The Legal Framework

This case is a Charter Challenge to BC’s Medicare Protection Act. The plaintiffs are arguing that this act violates Sections 7 and 15 of the Canadian Charter of Rights and Freedom, and should therefore be struck down.

Specifically, the plaintiffs, Cambie et al, are arguing that:

  • Publicly funded doctors should be able to charge taxpayers in general (through MSP), but should also be able to charge the patients themselves for whatever the market will bear
  • B.C. should lift its ban on the sale of private health insurance for publicly insured service

The sections of the Medicare Protection Act that the plaintiffs are challenging are:

Section 14: Election (enrolled doctors can opt out and bill the patient instead of the Medical Services Plan; in these cases, the patient applies for reimbursement from MSP and the physician cannot bill both the patient and MSP for the same service; enrolled doctors also cannot bill above the tariff negotiated between the government and Doctors of BC[CR1] );

Section 17: General limits on direct or extra billing (an enrolled and opted-in physician cannot bill a patient directly for a service included in MSP, or for “materials, consultations, procedures, use of an office, clinic or other place or for any other matters that relate to the rendering of a benefit”);

Section 18: Limits on direct or extra billing by a medical practitioner (enrolled and unenrolled physicians who practise in a public hospital or community care facility may not bill more than the tariff negotiated between the government and Doctors of BC; this restriction does not apply to unenrolled physicians practising in a nonhospital facility);

Section 45: Private insurers (physicians may not charge private insurers for a service included in the Medical Services Plan; only applies to physicians who are enrolled in the MSP).

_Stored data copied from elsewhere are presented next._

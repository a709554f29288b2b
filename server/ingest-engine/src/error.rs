//! Structured error types for the ingestion pipeline.

use std::fmt;

use thiserror::Error;

/// Codec stage that rejected a payload.
#[derive(Debug, Clone, Copy, PartialEq, Eq, Hash)]
pub enum DecodeStage {
  Base64,
  Decompress,
  Parse,
}

impl DecodeStage {
  pub fn as_str(self) -> &'static str {
    match self {
      Self::Base64 => "base64",
      Self::Decompress => "decompress",
      Self::Parse => "parse",
    }
  }
}

impl fmt::Display for DecodeStage {
  fn fmt(&self, f: &mut fmt::Formatter<'_>) -> fmt::Result {
    f.write_str(self.as_str())
  }
}

/// A payload could not be decoded. Permanent: retrying the same bytes fails the same way.
#[derive(Debug, Clone, PartialEq, Eq, Error)]
#[error("decode ({stage}): {reason}")]
pub struct DecodeError {
  pub stage: DecodeStage,
  pub reason: String,
}

impl DecodeError {
  pub fn new(stage: DecodeStage, reason: impl Into<String>) -> Self {
    Self {
      stage,
      reason: reason.into(),
    }
  }
}

/// Persistence failure in the aggregation store.
#[derive(Debug, Error)]
pub enum StoreError {
  #[error("database: {0}")]
  Database(String),

  #[error("{entity} not found: {id}")]
  NotFound { entity: &'static str, id: String },

  #[error("unsupported database url: {0}")]
  UnsupportedUrl(String),

  #[error("serialization: {0}")]
  Serialization(String),
}

impl StoreError {
  pub fn not_found(entity: &'static str, id: impl ToString) -> Self {
    Self::NotFound {
      entity,
      id: id.to_string(),
    }
  }
}

impl From<sqlx_core::error::Error> for StoreError {
  fn from(e: sqlx_core::error::Error) -> Self {
    Self::Database(e.to_string())
  }
}

/// Queue buffer failure (enqueue on the intake side, dequeue on the worker side).
#[derive(Debug, Error)]
pub enum QueueError {
  #[error("queue closed")]
  Closed,

  #[error("queue backend: {0}")]
  Backend(String),

  #[error("queue message: {0}")]
  Message(#[from] serde_json::Error),
}

impl From<sqlx_core::error::Error> for QueueError {
  fn from(e: sqlx_core::error::Error) -> Self {
    Self::Backend(e.to_string())
  }
}

/// Failure of one `Dispatcher::process` call.
#[derive(Debug, Error)]
pub enum IngestError {
  #[error(transparent)]
  Decode(#[from] DecodeError),

  #[error("store: {0}")]
  Store(#[from] StoreError),
}

impl IngestError {
  /// Decode failures are deterministic; everything else may succeed later.
  pub fn is_permanent(&self) -> bool {
    matches!(self, Self::Decode(_))
  }
}

/// Fatal worker termination.
#[derive(Debug, Error)]
pub enum WorkerError {
  #[error("worker queue: {0}")]
  Queue(#[from] QueueError),

  #[error("worker store: {0}")]
  Store(#[from] StoreError),
}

Removing these restrictions will allow all doctors to charge patients above MSP rates if they so choose. It will also allow private insurance companies to cover the services that people get for free in the public system.

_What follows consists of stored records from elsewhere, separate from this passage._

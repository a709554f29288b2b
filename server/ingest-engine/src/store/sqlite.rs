//! SQLite aggregation store (single node, tests).

use std::path::Path;
use std::str::FromStr;
use std::sync::Arc;

use async_trait::async_trait;
use sqlx_core::query::query;
use sqlx_core::query_scalar::query_scalar;
use sqlx_core::row::Row;
use sqlx_sqlite::{
  Sqlite, SqliteConnectOptions, SqliteJournalMode, SqlitePool, SqlitePoolOptions, SqliteRow,
};
use tokio::sync::Mutex;
use tracing::{debug, info};

use super::{AggregationStore, LatestFields};
use crate::config::Config;
use crate::error::StoreError;
use crate::types::{Fingerprint, Issue, IssueStatus, NormalizedEvent, RawPayload, RecordOutcome};

const SCHEMA: &[&str] = &[
  r#"CREATE TABLE IF NOT EXISTS "group" (
    id INTEGER PRIMARY KEY AUTOINCREMENT,
    project_id TEXT NOT NULL,
    checksum TEXT NOT NULL,
    seen INTEGER NOT NULL DEFAULT 1,
    first_seen TEXT NOT NULL,
    last_seen TEXT NOT NULL,
    status INTEGER NOT NULL DEFAULT 0,
    logger TEXT NOT NULL DEFAULT '',
    level TEXT NOT NULL DEFAULT '',
    message TEXT NOT NULL DEFAULT '',
    server_name TEXT NOT NULL DEFAULT '',
    url TEXT NOT NULL DEFAULT '',
    site TEXT NOT NULL DEFAULT '',
    platform TEXT NOT NULL DEFAULT '',
    UNIQUE (project_id, checksum)
  )"#,
  r#"CREATE TABLE IF NOT EXISTS event (
    id INTEGER PRIMARY KEY AUTOINCREMENT,
    group_id INTEGER NOT NULL REFERENCES "group" (id),
    data_id TEXT NOT NULL,
    message TEXT NOT NULL DEFAULT '',
    checksum TEXT NOT NULL
  )"#,
  "CREATE INDEX IF NOT EXISTS idx_event_group ON event (group_id)",
  r#"CREATE TABLE IF NOT EXISTS data (
    id TEXT PRIMARY KEY,
    data BLOB NOT NULL,
    timestamp TEXT NOT NULL,
    protocol TEXT NOT NULL
  )"#,
  r#"CREATE TABLE IF NOT EXISTS ingest_queue (
    id INTEGER PRIMARY KEY AUTOINCREMENT,
    payload TEXT NOT NULL,
    enqueued_at TEXT NOT NULL DEFAULT CURRENT_TIMESTAMP
  )"#,
];

const INSERT_GROUP: &str = r#"
  INSERT INTO "group" (project_id, checksum, seen, first_seen, last_seen, status,
                       logger, level, message, server_name, url, site, platform)
  VALUES (?1, ?2, 1, ?3, ?3, 0, ?4, ?5, ?6, ?7, ?8, ?9, ?10)
  ON CONFLICT (project_id, checksum) DO NOTHING
  RETURNING id
"#;

const SELECT_GROUP_STATUS: &str =
  r#"SELECT id, status FROM "group" WHERE project_id = ?1 AND checksum = ?2"#;

const UPDATE_GROUP: &str = r#"
  UPDATE "group" SET
    seen = seen + 1, last_seen = ?1, status = 0,
    logger = ?2, level = ?3, message = ?4, server_name = ?5, url = ?6, site = ?7, platform = ?8
  WHERE id = ?9
"#;

const INSERT_EVENT: &str =
  "INSERT INTO event (group_id, data_id, message, checksum) VALUES (?1, ?2, ?3, ?4)";

const INSERT_DATA: &str = r#"
  INSERT INTO data (id, data, timestamp, protocol) VALUES (?1, ?2, ?3, ?4)
  ON CONFLICT (id) DO NOTHING
"#;

const ISSUE_COLUMNS: &str = r#"id, project_id, checksum, seen, first_seen, last_seen, status,
  logger, level, message, server_name, url, site, platform"#;

/// SQLite allows a single writer; writes are serialized in-process so pool
/// connections never contend on the database lock.
#[derive(Clone)]
pub struct SqliteStore {
  pool: SqlitePool,
  write_lock: Arc<Mutex<()>>,
}

impl SqliteStore {
  /// Connect with a `sqlite:` url. `sqlite::memory:` yields a private in-memory database.
  pub async fn connect(url: &str, config: &Config) -> Result<Self, StoreError> {
    if url.contains(":memory:") {
      return Self::in_memory().await;
    }
    let options = SqliteConnectOptions::from_str(url)?;
    Self::open_with(options, config).await
  }

  pub async fn open(path: &Path, config: &Config) -> Result<Self, StoreError> {
    Self::open_with(SqliteConnectOptions::new().filename(path), config).await
  }

  /// In-memory database on a single pinned connection.
  pub async fn in_memory() -> Result<Self, StoreError> {
    let options = SqliteConnectOptions::from_str("sqlite::memory:")?;
    let pool = SqlitePoolOptions::new()
      .max_connections(1)
      .min_connections(1)
      .idle_timeout(None)
      .max_lifetime(None)
      .connect_with(options)
      .await?;
    let store = Self::from_pool(pool);
    store.migrate().await?;
    debug!("in-memory sqlite store opened");
    Ok(store)
  }

  async fn open_with(options: SqliteConnectOptions, config: &Config) -> Result<Self, StoreError> {
    let options = options
      .create_if_missing(true)
      .journal_mode(SqliteJournalMode::Wal)
      .busy_timeout(config.sqlite_busy_timeout);
    let pool = SqlitePoolOptions::new()
      .max_connections(config.max_connections)
      .connect_with(options)
      .await?;
    let store = Self::from_pool(pool);
    store.migrate().await?;
    info!("sqlite store opened");
    Ok(store)
  }

  fn from_pool(pool: SqlitePool) -> Self {
    Self {
      pool,
      write_lock: Arc::new(Mutex::new(())),
    }
  }

  async fn migrate(&self) -> Result<(), StoreError> {
    for statement in SCHEMA {
      query::<Sqlite>(statement).execute(&self.pool).await?;
    }
    Ok(())
  }

  pub fn pool(&self) -> &SqlitePool {
    &self.pool
  }

  pub(crate) fn write_lock(&self) -> Arc<Mutex<()>> {
    self.write_lock.clone()
  }
}

fn issue_from_row(row: &SqliteRow) -> Result<Issue, StoreError> {
  Ok(Issue {
    id: row.try_get("id")?,
    project_id: row.try_get("project_id")?,
    fingerprint: row.try_get("checksum")?,
    seen_count: row.try_get("seen")?,
    first_seen: row.try_get("first_seen")?,
    last_seen: row.try_get("last_seen")?,
    status: IssueStatus::from_code(row.try_get("status")?),
    logger: row.try_get("logger")?,
    level: row.try_get("level")?,
    message: row.try_get("message")?,
    server_name: row.try_get("server_name")?,
    url: row.try_get("url")?,
    site: row.try_get("site")?,
    platform: row.try_get("platform")?,
  })
}

#[async_trait]
impl AggregationStore for SqliteStore {
  async fn record(
    &self,
    project_id: &str,
    fingerprint: &Fingerprint,
    event: &NormalizedEvent,
    raw: &RawPayload,
  ) -> Result<RecordOutcome, StoreError> {
    let latest = LatestFields::from(event);
    let _guard = self.write_lock.lock().await;
    let mut tx = self.pool.begin().await?;

    // Insert first: the unique (project_id, checksum) constraint decides who creates the issue.
    let inserted = query_scalar::<Sqlite, i64>(INSERT_GROUP)
      .bind(project_id)
      .bind(fingerprint.as_str())
      .bind(event.timestamp)
      .bind(latest.logger)
      .bind(latest.level)
      .bind(latest.message)
      .bind(latest.server_name)
      .bind(latest.url)
      .bind(latest.site)
      .bind(latest.platform)
      .fetch_optional(&mut *tx)
      .await?;

    let outcome = match inserted {
      Some(issue_id) => RecordOutcome {
        issue_id,
        is_new: true,
        is_regression: false,
      },
      None => {
        let row = query::<Sqlite>(SELECT_GROUP_STATUS)
          .bind(project_id)
          .bind(fingerprint.as_str())
          .fetch_one(&mut *tx)
          .await?;
        let issue_id: i64 = row.try_get("id")?;
        let status = IssueStatus::from_code(row.try_get("status")?);

        query::<Sqlite>(UPDATE_GROUP)
          .bind(event.timestamp)
          .bind(latest.logger)
          .bind(latest.level)
          .bind(latest.message)
          .bind(latest.server_name)
          .bind(latest.url)
          .bind(latest.site)
          .bind(latest.platform)
          .bind(issue_id)
          .execute(&mut *tx)
          .await?;

        RecordOutcome {
          issue_id,
          is_new: false,
          is_regression: status == IssueStatus::Resolved,
        }
      }
    };

    let data_id = raw.content_hash();
    query::<Sqlite>(INSERT_EVENT)
      .bind(outcome.issue_id)
      .bind(data_id.as_str())
      .bind(event.message.as_str())
      .bind(fingerprint.as_str())
      .execute(&mut *tx)
      .await?;

    let data = query::<Sqlite>(INSERT_DATA)
      .bind(data_id.as_str())
      .bind(raw.body.as_slice())
      .bind(event.timestamp)
      .bind(raw.protocol.as_str())
      .execute(&mut *tx)
      .await?;

    tx.commit().await?;

    debug!(
      issue_id = outcome.issue_id,
      is_new = outcome.is_new,
      is_regression = outcome.is_regression,
      data_stored = data.rows_affected() == 1,
      "occurrence recorded"
    );
    Ok(outcome)
  }

  async fn set_status(&self, issue_id: i64, status: IssueStatus) -> Result<(), StoreError> {
    let _guard = self.write_lock.lock().await;
    let result = query::<Sqlite>(r#"UPDATE "group" SET status = ?1 WHERE id = ?2"#)
      .bind(status.code())
      .bind(issue_id)
      .execute(&self.pool)
      .await?;
    if result.rows_affected() == 0 {
      return Err(StoreError::not_found("issue", issue_id));
    }
    Ok(())
  }

  async fn issue(&self, issue_id: i64) -> Result<Option<Issue>, StoreError> {
    let sql = format!(r#"SELECT {ISSUE_COLUMNS} FROM "group" WHERE id = ?1"#);
    let row = query::<Sqlite>(&sql)
      .bind(issue_id)
      .fetch_optional(&self.pool)
      .await?;
    row.as_ref().map(issue_from_row).transpose()
  }

  async fn find_issue(
    &self,
    project_id: &str,
    fingerprint: &Fingerprint,
  ) -> Result<Option<Issue>, StoreError> {
    let sql = format!(r#"SELECT {ISSUE_COLUMNS} FROM "group" WHERE project_id = ?1 AND checksum = ?2"#);
    let row = query::<Sqlite>(&sql)
      .bind(project_id)
      .bind(fingerprint.as_str())
      .fetch_optional(&self.pool)
      .await?;
    row.as_ref().map(issue_from_row).transpose()
  }

  async fn count_issues(&self, project_id: &str) -> Result<i64, StoreError> {
    let count = query_scalar::<Sqlite, i64>(r#"SELECT COUNT(*) FROM "group" WHERE project_id = ?1"#)
      .bind(project_id)
      .fetch_one(&self.pool)
      .await?;
    Ok(count)
  }

  async fn count_events(&self, issue_id: i64) -> Result<i64, StoreError> {
    let count = query_scalar::<Sqlite, i64>("SELECT COUNT(*) FROM event WHERE group_id = ?1")
      .bind(issue_id)
      .fetch_one(&self.pool)
      .await?;
    Ok(count)
  }

  async fn count_data(&self) -> Result<i64, StoreError> {
    let count = query_scalar::<Sqlite, i64>("SELECT COUNT(*) FROM data")
      .fetch_one(&self.pool)
      .await?;
    Ok(count)
  }
}

#[cfg(test)]
mod tests {
  use super::*;
  use crate::types::Protocol;
  use chrono::{TimeZone, Utc};
  use std::collections::BTreeMap;

  fn make_event(message: &str, ts_secs: i64) -> NormalizedEvent {
    NormalizedEvent {
      protocol: Protocol::Legacy,
      project: "1".into(),
      server_name: "web-1".into(),
      site: "shop".into(),
      logger: "php".into(),
      level: "error".into(),
      platform: "php".into(),
      message: message.into(),
      environment: String::new(),
      timestamp: Utc.timestamp_opt(ts_secs, 0).unwrap(),
      request: None,
      exception: None,
      stack_frames: vec![],
      user: BTreeMap::new(),
      context: BTreeMap::new(),
    }
  }

  fn fp(s: &str) -> Fingerprint {
    Fingerprint(s.into())
  }

  #[tokio::test]
  async fn first_occurrence_creates_issue() {
    let store = SqliteStore::in_memory().await.unwrap();
    let raw = RawPayload::new("AAAA", Protocol::Legacy);
    let out = store
      .record("1", &fp("abc"), &make_event("boom", 1_700_000_000), &raw)
      .await
      .unwrap();
    assert!(out.is_new);
    assert!(!out.is_regression);

    let issue = store.issue(out.issue_id).await.unwrap().unwrap();
    assert_eq!(issue.seen_count, 1);
    assert_eq!(issue.status, IssueStatus::Open);
    assert_eq!(issue.first_seen, issue.last_seen);
    assert_eq!(issue.message, "boom");
  }

  #[tokio::test]
  async fn repeat_occurrence_updates_latest_fields() {
    let store = SqliteStore::in_memory().await.unwrap();
    let first = store
      .record("1", &fp("abc"), &make_event("first", 100), &RawPayload::new("AA", Protocol::Legacy))
      .await
      .unwrap();
    let second = store
      .record("1", &fp("abc"), &make_event("second", 200), &RawPayload::new("BB", Protocol::Legacy))
      .await
      .unwrap();
    assert_eq!(first.issue_id, second.issue_id);
    assert!(!second.is_new);

    let issue = store.issue(first.issue_id).await.unwrap().unwrap();
    assert_eq!(issue.seen_count, 2);
    assert_eq!(issue.message, "second");
    assert_eq!(issue.first_seen.timestamp(), 100);
    assert_eq!(issue.last_seen.timestamp(), 200);
    assert_eq!(store.count_events(first.issue_id).await.unwrap(), 2);
  }

  #[tokio::test]
  async fn same_fingerprint_in_other_project_is_separate() {
    let store = SqliteStore::in_memory().await.unwrap();
    let raw = RawPayload::new("AA", Protocol::Legacy);
    let a = store.record("1", &fp("abc"), &make_event("x", 1), &raw).await.unwrap();
    let b = store.record("2", &fp("abc"), &make_event("x", 1), &raw).await.unwrap();
    assert_ne!(a.issue_id, b.issue_id);
    assert!(b.is_new);
  }

  #[tokio::test]
  async fn resolved_issue_reopens_as_regression() {
    let store = SqliteStore::in_memory().await.unwrap();
    let raw = RawPayload::new("AA", Protocol::Legacy);
    let first = store.record("1", &fp("abc"), &make_event("x", 1), &raw).await.unwrap();
    store.set_status(first.issue_id, IssueStatus::Resolved).await.unwrap();

    let again = store.record("1", &fp("abc"), &make_event("x", 2), &raw).await.unwrap();
    assert!(again.is_regression);
    let issue = store.issue(first.issue_id).await.unwrap().unwrap();
    assert_eq!(issue.status, IssueStatus::Open);

    let third = store.record("1", &fp("abc"), &make_event("x", 3), &raw).await.unwrap();
    assert!(!third.is_regression);
  }

  #[tokio::test]
  async fn identical_payload_is_stored_once() {
    let store = SqliteStore::in_memory().await.unwrap();
    let raw = RawPayload::new("SAME", Protocol::Legacy);
    let mut issue_id = 0;
    for i in 0..3 {
      issue_id = store.record("1", &fp("abc"), &make_event("x", i), &raw).await.unwrap().issue_id;
    }
    assert_eq!(store.count_data().await.unwrap(), 1);
    assert_eq!(store.count_events(issue_id).await.unwrap(), 3);
  }

  #[tokio::test]
  async fn set_status_on_unknown_issue_is_not_found() {
    let store = SqliteStore::in_memory().await.unwrap();
    let err = store.set_status(404, IssueStatus::Resolved).await.unwrap_err();
    assert!(matches!(err, StoreError::NotFound { entity: "issue", .. }));
  }

  #[tokio::test]
  async fn find_issue_by_key() {
    let store = SqliteStore::in_memory().await.unwrap();
    let raw = RawPayload::new("AA", Protocol::Legacy);
    let out = store.record("7", &fp("k1"), &make_event("x", 1), &raw).await.unwrap();
    let found = store.find_issue("7", &fp("k1")).await.unwrap().unwrap();
    assert_eq!(found.id, out.issue_id);
    assert!(store.find_issue("7", &fp("k2")).await.unwrap().is_none());
  }
}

How does BC’s Medical Protection Act relate to the Canada Health Act?

Medicare rests on a complex web of arrangements among federal and provincial governments, each administering their own laws and regulations upholding the right of Canadians to access health services without being driven into poverty or bankruptcy. At the federal level, the Canada Health Act lays out the conditions—including a ban on private insurance for medically necessary services, extra-billing and user fees—that each province must meet to receive federal cash transfers for health. 

The provinces, in turn, enact laws that establish which services will be publicly funded. Provincial laws are designed to be consistent with the criteria of the Canada Health Act. In B.C., the purpose of the Medicare Protection Act is to preserve a publicly managed insurance plan and a fiscally sustainable health care system in which access to necessary medical care is based on need and not an individual's ability to pay. 

To achieve these objectives, the MPA prohibits extra-billing (charging more than the fees established in the MSP’s payment schedule) and the sale of private health insurance for publicly insured health services. It also prevents doctors from collecting fees from the MSP and then billing additional fees to patients for the same service, a practice known as double-billing. Finally, B.C.’s medicare laws ban facility fees at private surgical clinics, making it illegal for private clinics to charge fees to cover their overheads.

B.C.’s medicare laws do not prevent doctors or clinics from operating on an exclusively private basis. Doctors can legally withdraw from B.C.’s public insurance plan and charge patients directly for publicly insured services at whatever price the market will bear.